Und damit wäre ich bei den Höhepunkten, die nicht im Reiseführer stehen. Die Amerikaner selbst! Unglaublich freundlich (sie bedanken sich in der Regel beim Busfahrer, bevor sie aussteigen), hilfsbereit und ohne Ende baseballverliebt. Wo immer es eine Wiese gibt, sieht man irgendeinen Vater mit seinem Sohn (es sind selten Mütter), die Baseball spielen. Und in den Parks trifft man sich sowieso zum Baseball. Baseball ist kein amerikanisches Klischee, sondern Amerika. Wenn ich nicht 50 wäre, würde ich selbst gern anfangen.

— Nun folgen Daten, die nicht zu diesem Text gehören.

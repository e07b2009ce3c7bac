//! Long-running background loops.

pub mod command_consumer;

pub use command_consumer::{
    Applied, CommandConsumer, ConsumerSettings, ConsumerStats, LoopState, ProcessError, Step,
};
//! Tracing/logging initialization.
//!
//! Output is JSON by default; `LOG_FORMAT=pretty` switches to human-readable
//! lines for local runs. Filtering follows `RUST_LOG` (default `info`).

use tracing_subscriber::EnvFilter;

pub const LOG_FORMAT_VAR: &str = "LOG_FORMAT";

#[derive(Debug, Clone, Copy, Default, PartialEq, Eq)]
pub enum LogFormat {
    #[default]
    Json,
    Pretty,
}

impl LogFormat {
    /// Unknown values fall back to JSON.
    pub fn parse(value: Option<&str>) -> Self {
        match value.map(|v| v.trim().to_ascii_lowercase()).as_deref() {
            Some("pretty") | Some("text") => LogFormat::Pretty,
            _ => LogFormat::Json,
        }
    }

    pub fn from_env() -> Self {
        Self::parse(std::env::var(LOG_FORMAT_VAR).ok().as_deref())
    }
}

/// Initialize tracing/logging for the process.
///
/// Safe to call multiple times (subsequent calls are no-ops).
pub fn init() {
    init_with(LogFormat::from_env());
}

pub fn init_with(format: LogFormat) {
    let filter = EnvFilter::try_from_default_env().unwrap_or_else(|_| EnvFilter::new("info"));

    let builder = tracing_subscriber::fmt()
        .with_env_filter(filter)
        .with_timer(tracing_subscriber::fmt::time::SystemTime)
        .with_target(false);

    let _ = match format {
        LogFormat::Json => builder.json().try_init(),
        LogFormat::Pretty => builder.pretty().try_init(),
    };
}

#[cfg(test)]
mod tests {
    use super::*;

    #[test]
    fn log_format_parsing() {
        assert_eq!(LogFormat::parse(None), LogFormat::Json);
        assert_eq!(LogFormat::parse(Some(" Pretty ")), LogFormat::Pretty);
        assert_eq!(LogFormat::parse(Some("xml")), LogFormat::Json);
    }

    #[test]
    fn init_is_idempotent() {
        init_with(LogFormat::Json);
        init_with(LogFormat::Pretty);
    }
}
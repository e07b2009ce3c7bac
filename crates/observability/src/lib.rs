//! Tracing/logging setup shared by the pipeline binaries.

/// Initialize process-wide observability (tracing/logging).
///
/// This is safe to call multiple times; subsequent calls become no-ops.
pub fn init() {
    tracing::init();
}

/// Tracing configuration (filters, output format).
pub mod tracing;
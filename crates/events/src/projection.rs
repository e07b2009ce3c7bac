use crate::CommandEnvelope;

/// A projection builds a read model from the command log.
///
/// Projections implement the **CQRS read model pattern**: the write path only
/// appends envelopes, and a projection folds them into queryable state.
///
/// ## Idempotency
///
/// Delivery is at-least-once, so applying the same envelope twice in a row must
/// leave the read model exactly as applying it once:
///
/// - `create` overwrites the whole record (last write wins)
/// - `update` merges fields (re-merging the same fields is a no-op)
/// - `delete` removes the record (removing twice finds nothing the second time)
///
/// Any new action kind must keep this property or bring its own deduplication.
///
/// ## Persistence
///
/// This trait doesn't define how read models are stored. The pure in-memory
/// fold lives next to the domain types; the async, storage-backed variant
/// lives in the infrastructure layer.
pub trait Projection {
    /// Apply one envelope and return the number of records it touched
    /// (`0` means the target was absent).
    fn apply(&mut self, envelope: &CommandEnvelope) -> u64;

    /// Apply many envelopes in order.
    fn apply_all<'a>(&mut self, envelopes: impl IntoIterator<Item = &'a CommandEnvelope>)
    where
        Self: Sized,
    {
        for envelope in envelopes {
            self.apply(envelope);
        }
    }
}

Ein weiterer Höhepunkt ist die Auswahl unseres Fortbewegungsmittels. Vor allem die drei Long-Distance-Fahrten (zwischen 18 und 34 Stunden lang) gehören zu meinen unvergesslichsten Reiseerlebnissen überhaupt. Stundenlang sieht man im Observationcar die Landschaft an sich vorbeirauschen, und man bekommt in jeder Hinsicht ein Gefühl für die Weite dieses Landes. Die Zugfahrten verwandeln unsere Reise auch in ein Abenteuer. Denn der eine Zug hat sieben, der andere 16 (!) Stunden Verspätung. In einem Fall hat sich die Nacht vollkommen verschoben. Im anderen Fall stehen wir plötzlich um zwei Uhr morgens in Denver vor dem Bahnhof und erleben, umgeben von betrunkenen Obdachlosen, die vielleicht schwierigste halbe Stunde unserer gesamten Reise.

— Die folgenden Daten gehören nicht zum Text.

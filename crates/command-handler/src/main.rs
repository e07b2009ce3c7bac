//! Command handler process: applies product commands from Kafka to the
//! projection store.

use anyhow::Context;

use catalog_infra::kafka::{KafkaBrokerProbe, KafkaCommandPublisher, KafkaCommandSource};
use catalog_infra::{CommandConsumer, PipelineConfig, PostgresProjectionStore, ProjectionStore, ReadinessGuard};

#[tokio::main]
async fn main() -> anyhow::Result<()> {
    catalog_observability::init();

    let config = PipelineConfig::from_env().context("invalid configuration")?;
    tracing::info!(
        brokers = %config.kafka.brokers,
        topic = %config.kafka.topic,
        group_id = %config.kafka.group_id,
        "starting product command handler"
    );

    let probe = KafkaBrokerProbe::new(config.kafka.clone(), config.readiness.connect_timeout);
    let guard = ReadinessGuard::new(probe, config.kafka.topic_spec(), config.readiness.clone());
    let ready = guard.await_ready().await.context("kafka is not available")?;
    tracing::info!(attempts = ready.attempts, topic_created = ready.topic_created, "kafka is ready");

    let store = PostgresProjectionStore::connect(&config.database_url)
        .await
        .context("failed to connect to the projection store")?;
    store
        .ensure_schema()
        .await
        .context("failed to prepare the projection store schema")?;

    let source = KafkaCommandSource::subscribe(&config.kafka).context("failed to subscribe to the command topic")?;
    let dead_letters = KafkaCommandPublisher::new(&config.kafka).context("failed to create the dead-letter producer")?;

    let consumer = CommandConsumer::new(source, store, dead_letters, config.consumer.clone());
    let stats = consumer.run(shutdown_signal()).await;

    tracing::info!(
        applied = stats.applied,
        dead_lettered = stats.dead_lettered,
        "product command handler stopped"
    );
    Ok(())
}

/// Resolves on Ctrl-C, or SIGTERM on unix.
async fn shutdown_signal() {
    let ctrl_c = async {
        if let Err(err) = tokio::signal::ctrl_c().await {
            tracing::error!(error = %err, "failed to listen for ctrl-c");
            std::future::pending::<()>().await;
        }
    };

    #[cfg(unix)]
    let terminate = async {
        match tokio::signal::unix::signal(tokio::signal::unix::SignalKind::terminate()) {
            Ok(mut signal) => {
                signal.recv().await;
            }
            Err(err) => {
                tracing::error!(error = %err, "failed to listen for SIGTERM");
                std::future::pending::<()>().await;
            }
        }
    };

    #[cfg(not(unix))]
    let terminate = std::future::pending::<()>();

    tokio::select! {
        () = ctrl_c => {}
        () = terminate => {}
    }
}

Aber dann kommt das Uber-Taxi, und unser megafreundlicher Host empfängt uns mitten in der Nacht mit einer Herzlichkeit, die uns fast schon peinlich ist.

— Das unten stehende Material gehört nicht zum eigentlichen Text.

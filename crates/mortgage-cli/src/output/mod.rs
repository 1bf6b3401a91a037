pub mod csv_out;
pub mod json;
pub mod minimal;
pub mod table;

use crate::OutputFormat;
use serde_json::Value;
use std::io::{self, Write};

/// Dispatch output to the appropriate formatter.
pub fn format_output(format: &OutputFormat, value: &Value) {
    let stdout = io::stdout();
    let mut out = stdout.lock();
    let written = match format {
        OutputFormat::Json => json::write_json(&mut out, value),
        OutputFormat::Table => table::write_table(&mut out, value),
        OutputFormat::Csv => csv_out::write_csv(&mut out, value),
        OutputFormat::Minimal => minimal::write_minimal(&mut out, value),
    };
    if let Err(e) = written.and_then(|_| out.flush()) {
        eprintln!("failed to write output: {}", e);
    }
}

/// Scalar rendering shared by the table, CSV and minimal formatters.
/// Decimals arrive as JSON strings and are printed unquoted.
pub(crate) fn scalar_text(value: &Value) -> String {
    match value {
        Value::String(s) => s.clone(),
        Value::Number(n) => n.to_string(),
        Value::Bool(b) => b.to_string(),
        Value::Null => String::new(),
        _ => serde_json::to_string(value).unwrap_or_default(),
    }
}

/// The `result` member of a computation envelope, or the value itself.
pub(crate) fn result_of(value: &Value) -> &Value {
    value
        .as_object()
        .and_then(|m| m.get("result"))
        .unwrap_or(value)
}

/// Flatten nested objects into `parent.child` keys, skipping arrays of
/// objects (those become their own tables).
pub(crate) fn flatten_fields(prefix: &str, value: &Value, out: &mut Vec<(String, String)>) {
    let Value::Object(map) = value else {
        out.push((prefix.to_string(), scalar_text(value)));
        return;
    };
    for (key, val) in map {
        let name = if prefix.is_empty() {
            key.clone()
        } else {
            format!("{prefix}.{key}")
        };
        match val {
            Value::Object(_) => flatten_fields(&name, val, out),
            Value::Array(items) if items.iter().any(Value::is_object) => {}
            _ => out.push((name, scalar_text(val))),
        }
    }
}

/// First array of objects directly under `value`, with its key.
pub(crate) fn row_array(value: &Value) -> Option<(&str, &[Value])> {
    value.as_object()?.iter().find_map(|(key, val)| match val {
        Value::Array(items) if items.first().is_some_and(Value::is_object) => {
            Some((key.as_str(), items.as_slice()))
        }
        _ => None,
    })
}
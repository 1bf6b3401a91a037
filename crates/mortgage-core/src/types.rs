use rust_decimal::Decimal;
use serde::{Deserialize, Serialize};

/// All monetary values. Wraps Decimal to prevent accidental f64 usage.
pub type Money = Decimal;

/// Periodic rates expressed as decimals (0.05 = 5%). Annual inputs arrive
/// as percentages and are converted before they become a `Rate`.
pub type Rate = Decimal;

/// How the monthly payment on a [`LoanTerms`] was obtained.
#[derive(Debug, Clone, Copy, PartialEq, Eq, Hash, Serialize, Deserialize)]
#[serde(rename_all = "snake_case")]
pub enum PaymentSource {
    /// Derived from principal, rate and period with the annuity formula.
    Computed,
    /// Taken as-is from the caller.
    Supplied,
}

/// Validated, immutable loan parameters.
///
/// Only constructible through [`LoanTerms::with_computed_payment`] and
/// [`LoanTerms::with_supplied_payment`].
#[derive(Debug, Clone, PartialEq, Eq, Serialize)]
pub struct LoanTerms {
    pub(crate) principal: Money,
    pub(crate) annual_rate_pct: Decimal,
    pub(crate) fixed_months: u32,
    pub(crate) monthly_payment: Money,
    pub(crate) payment_source: PaymentSource,
}

impl LoanTerms {
    pub fn principal(&self) -> Money {
        self.principal
    }

    /// Annual nominal rate as a percentage (5.0 = 5%).
    pub fn annual_rate_pct(&self) -> Decimal {
        self.annual_rate_pct
    }

    pub fn fixed_months(&self) -> u32 {
        self.fixed_months
    }

    pub fn monthly_payment(&self) -> Money {
        self.monthly_payment
    }

    pub fn payment_source(&self) -> PaymentSource {
        self.payment_source
    }
}

/// One month of the schedule.
#[derive(Debug, Clone, PartialEq, Eq, Serialize)]
pub struct MonthlyEntry {
    /// 1-based month index.
    pub month: u32,
    pub interest: Money,
    /// Portion of the payment that reduced the balance.
    pub principal: Money,
    /// Balance after this month's payment, never negative.
    pub balance: Money,
}

/// Month-by-month ledger for the fixed-rate period.
///
/// Aggregates are always derived from the entries; nothing is cached.
/// Only [`generate_schedule`](crate::amortization::generate_schedule)
/// builds one:
///
/// ```compile_fail
/// let schedule: mortgage_core::Schedule = serde_json::from_str("[]").unwrap();
/// ```
#[derive(Debug, Clone, PartialEq, Eq, Serialize)]
#[serde(transparent)]
pub struct Schedule {
    entries: Vec<MonthlyEntry>,
}

impl Schedule {
    pub(crate) fn from_entries(entries: Vec<MonthlyEntry>) -> Self {
        Self { entries }
    }

    pub fn entries(&self) -> &[MonthlyEntry] {
        &self.entries
    }

    pub fn len(&self) -> usize {
        self.entries.len()
    }

    pub fn is_empty(&self) -> bool {
        self.entries.is_empty()
    }

    pub fn total_interest(&self) -> Money {
        self.entries.iter().map(|e| e.interest).sum()
    }

    pub fn total_principal(&self) -> Money {
        self.entries.iter().map(|e| e.principal).sum()
    }

    pub fn total_paid(&self) -> Money {
        self.total_interest() + self.total_principal()
    }

    /// Balance after the last month; zero for an empty schedule.
    pub fn remaining_balance(&self) -> Money {
        self.entries
            .last()
            .map(|e| e.balance)
            .unwrap_or(Decimal::ZERO)
    }

    /// First month whose closing balance is zero, if any.
    pub fn paid_off_month(&self) -> Option<u32> {
        self.entries
            .iter()
            .find(|e| e.balance.is_zero())
            .map(|e| e.month)
    }

    pub fn summary(&self) -> ScheduleSummary {
        let total_interest = self.total_interest();
        let total_principal = self.total_principal();
        ScheduleSummary {
            total_paid: total_interest + total_principal,
            total_interest,
            total_principal,
            remaining_balance: self.remaining_balance(),
            paid_off_month: self.paid_off_month(),
        }
    }
}

/// Totals over a [`Schedule`], recomputed on every call to
/// [`Schedule::summary`].
#[derive(Debug, Clone, PartialEq, Eq, Serialize, Deserialize)]
pub struct ScheduleSummary {
    pub total_paid: Money,
    pub total_interest: Money,
    pub total_principal: Money,
    pub remaining_balance: Money,
    #[serde(skip_serializing_if = "Option::is_none")]
    pub paid_off_month: Option<u32>,
}

/// Everything a renderer needs: the terms, their schedule, and its totals.
#[derive(Debug, Clone, PartialEq, Eq, Serialize)]
pub struct MortgageReport {
    pub terms: LoanTerms,
    pub schedule: Schedule,
    pub summary: ScheduleSummary,
}

/// Standard computation output envelope
#[derive(Debug, Clone, Serialize, Deserialize)]
pub struct ComputationOutput<T: Serialize> {
    pub result: T,
    pub methodology: String,
    pub assumptions: serde_json::Value,
    pub warnings: Vec<String>,
    pub metadata: ComputationMetadata,
}

/// Metadata for every computation
#[derive(Debug, Clone, Serialize, Deserialize)]
pub struct ComputationMetadata {
    pub version: String,
    pub computation_time_us: u64,
    pub precision: String,
}

/// Helper to wrap computation results with metadata
pub fn with_metadata<T: Serialize>(
    methodology: &str,
    assumptions: &impl Serialize,
    warnings: Vec<String>,
    elapsed_us: u64,
    result: T,
) -> ComputationOutput<T> {
    ComputationOutput {
        result,
        methodology: methodology.to_string(),
        assumptions: serde_json::to_value(assumptions).unwrap_or_default(),
        warnings,
        metadata: ComputationMetadata {
            version: env!("CARGO_PKG_VERSION").to_string(),
            computation_time_us: elapsed_us,
            precision: "rust_decimal_128bit".to_string(),
        },
    }
}
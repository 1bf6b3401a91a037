//! HTTP front end for the mortgage calculator.
//!
//! `GET /` serves the form, `POST /` renders the schedule as HTML, and the
//! download endpoints return the same schedule as PDF or CSV.

pub mod config;
pub mod error;
pub mod form;
pub mod handlers;
pub mod log;
pub mod middleware;

use std::sync::Arc;

use axum::{
    middleware::from_fn,
    routing::{get, post},
    Router,
};
use mortgage_core::render::html::HtmlRenderer;
use mortgage_core::render::CurrencyFormat;
use mortgage_core::MortgageResult;

pub use config::ServerConfig;
pub use error::ServerError;

/// Immutable state shared by every request.
pub struct AppState {
    pub html: HtmlRenderer,
    pub pdf_currency: CurrencyFormat,
}

impl AppState {
    pub fn new(config: &ServerConfig) -> MortgageResult<Self> {
        Ok(Self {
            html: HtmlRenderer::new(CurrencyFormat::new(config.currency_symbol.as_str()))?,
            pdf_currency: CurrencyFormat::new(config.pdf_currency_prefix.as_str()),
        })
    }
}

pub fn build_router(state: Arc<AppState>) -> Router {
    Router::new()
        .route("/", get(handlers::index).post(handlers::calculate))
        .route("/download-pdf", post(handlers::download_pdf))
        .route("/download-csv", post(handlers::download_csv))
        .route("/health", get(handlers::health))
        .fallback(handlers::not_found)
        .layer(from_fn(middleware::request_tracing))
        .with_state(state)
}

Und wie ist das so, mit der eigenen Tochter zu reisen? Für mich war das der durchgehende Höhepunkt dieser Reise. Irgendwie wussten wir vom ersten Tag an, dass man bei 35 Jahren Altersunterschied Kompromisse machen muss, weshalb sie es nicht gestört hat, sich in irgendeinem Museum Bilder angucken zu müssen und ich geduldig im Disneyland wirklich alles mitgemacht habe und es mir plötzlich sogar richtig Spaβ gebracht hat. Mit einem Erwachsenen hätte ich vermutlich nicht ganz so viele Abende damit verbracht, Karten zu spielen und Stranger Things zu schauen. Aber ob man es mir glaubt oder nicht: Schon nach wenigen Tagen hätte ich diese Abende gegen nichts auf der Welt eintauschen wollen. Für Lotta war es natürlich schön, dass ich mitgekommen bin. Allein hätte sie diese Reise in ihrem Alter nicht machen können. Und für mich war es ebenfalls schön, und letztendlich habe ich Lotta so sehr gebraucht wie sie mich. Denn ohne sie hätte ich mich dauernd verlaufen.

„Papa… nicht da lang. Da geht es nach Brooklyn, wir wollen aber nach Manhattan!“ Ähnliche Sätze im Lotta-Tonfall, der sich nie geändert hat, musste ich mir in den sechs Wochen oft anhören. Meistens habe ich gelächelt. Denn geschimpft hat sie ja schon immer mit mir.